Reading documentation I find that "For agents with a critic, Episode Q0 is the estimate of the discounted long-term reward at the start of each episode, given the initial observation of the environment. As training progresses, if the critic is well designed. Episode Q0 approaches the true discounted long-term reward"
But I cannot grasp exactly what is Q0 because, except in a few examples (like this one) where it "converges" to some value rather quickly, I have seen Q0 value do different things and I cannot understad or interpret them (like the two examples shown here). I also don't understand what "true discounted reward" means exaclty. Is it for each episode, average or something cumulative? In this answer it is suggested that Q0 should track the average episode reward, but I don't see that in the examples.

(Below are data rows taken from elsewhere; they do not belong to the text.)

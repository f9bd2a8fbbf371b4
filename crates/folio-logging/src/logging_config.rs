// Copyright 2025 Schelling Point Labs Inc
// SPDX-License-Identifier: AGPL-3.0-only

//! Logging configuration types

use crate::{CliLogLevel, CliLoggingArgs, LogFormat};
use serde::{Deserialize, Serialize};

/// `[logging]` section of the server configuration file
#[derive(Debug, Clone, Default, Serialize, Deserialize)]
#[serde(rename_all = "kebab-case")]
pub struct LoggingConfig {
    /// Logging verbosity level
    #[serde(rename = "log-level")]
    pub level: Option<CliLogLevel>,

    /// Output format
    pub format: Option<LogFormat>,

    /// Directory for log files
    pub dir: Option<String>,

    /// Log filename
    pub file: Option<String>,
}

impl LoggingConfig {
    /// Fill unset CLI arguments from the file configuration.
    ///
    /// Flags given on the command line always win.
    pub fn apply_to(&self, args: &mut CliLoggingArgs) {
        if args.log_level.is_none() {
            args.log_level = self.level;
        }
        if args.log_format.is_none() {
            args.log_format = self.format;
        }
        if args.log_dir.is_none() {
            args.log_dir = self.dir.clone();
        }
        if args.log_file.is_none() {
            args.log_file = self.file.clone();
        }
    }
}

For example, in the cartpole example, if one continues the training for more episodes (changing the stop training criteria to avoid stopping for average reward), Q0 value reaches very high values that have nothing to do with the average reward or the episodes. I simulated 1000 episodes for the cartpole example and Q0 values even mess up the scale because they go way too high. The agent seams too learn properly and it even manages to get out of some local minimums sucessfully but still, I cannot grasp what information Q0 yields
I have not found Q0 defined in Reinforcement Learning bibliography either. Could you please clarify a bit or give some bibliogtaphy where I can read further on this specific parameter?